▶ [ASSIGNED TASK]
Copy each line below in which the word "Serialize" occurs.

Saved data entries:
====

use serde::{Deserialize, Serialize};
use serde_json::Value;

use super::ExternalCategory;
use crate::grading::Dimension;

const DEFAULT_OVERALL_SCORE: u8 = 75;

/// Untrusted field value read back from storage.
#[derive(Debug, Clone, PartialEq, Default, Serialize, Deserialize)]
#[serde(from = "Value", into = "Value")]
pub enum RawValue {
    /// The field was absent from the stored row.
    #[default]
    Missing,
    Null,
    Bool(bool),
    Number(f64),
    Text(String),
}

impl RawValue {
    pub fn as_text(&self) -> Option<&str> {
        match self {
            RawValue::Text(text) => Some(text),
            _ => None,
        }
    }
}

impl From<Value> for RawValue {
    fn from(value: Value) -> Self {
        match value {
            Value::Null => RawValue::Null,
            Value::Bool(flag) => RawValue::Bool(flag),
            Value::Number(number) => number.as_f64().map_or(RawValue::Null, RawValue::Number),
            Value::String(text) => RawValue::Text(text),
            other => RawValue::Text(other.to_string()),
        }
    }
}

impl From<RawValue> for Value {
    fn from(value: RawValue) -> Self {
        match value {
            RawValue::Missing | RawValue::Null => Value::Null,
            RawValue::Bool(flag) => Value::Bool(flag),
            RawValue::Number(number) => serde_json::Number::from_f64(number)
                .map(Value::Number)
                .unwrap_or(Value::Null),
            RawValue::Text(text) => Value::String(text),
        }
    }
}

impl From<&str> for RawValue {
    fn from(value: &str) -> Self {
        RawValue::Text(value.to_string())
    }
}

impl From<String> for RawValue {
    fn from(value: String) -> Self {
        RawValue::Text(value)
    }
}

impl From<f64> for RawValue {
    fn from(value: f64) -> Self {
        RawValue::Number(value)
    }
}

impl From<u8> for RawValue {
    fn from(value: u8) -> Self {
        RawValue::Number(f64::from(value))
    }
}

/// Recognizes a stored value only when it is exactly one of the dimension's labels.
pub fn parse_category(dimension: Dimension, raw: &RawValue) -> Option<ExternalCategory> {
    raw.as_text()
        .and_then(|label| ExternalCategory::from_label(dimension, label))
}

/// Always returns a valid category, falling back to the dimension's neutral rung.
pub fn validate_category(dimension: Dimension, raw: &RawValue) -> ExternalCategory {
    parse_category(dimension, raw).unwrap_or_else(|| ExternalCategory::neutral(dimension))
}

/// Numbers and numeric strings are rounded half up and clamped to `[0, 100]`; anything else
/// yields 75.
pub fn validate_overall_score(raw: &RawValue) -> u8 {
    let numeric = match raw {
        RawValue::Number(number) => Some(*number),
        RawValue::Text(text) => text.trim().parse::<f64>().ok(),
        RawValue::Missing | RawValue::Null | RawValue::Bool(_) => None,
    };

    match numeric.filter(|number| number.is_finite()) {
        Some(number) => number.round().clamp(0.0, 100.0) as u8,
        None => DEFAULT_OVERALL_SCORE,
    }
}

====

▶ [WRITTEN SOLUTION]
use serde::{Deserialize, Serialize};
#[derive(Debug, Clone, PartialEq, Default, Serialize, Deserialize)]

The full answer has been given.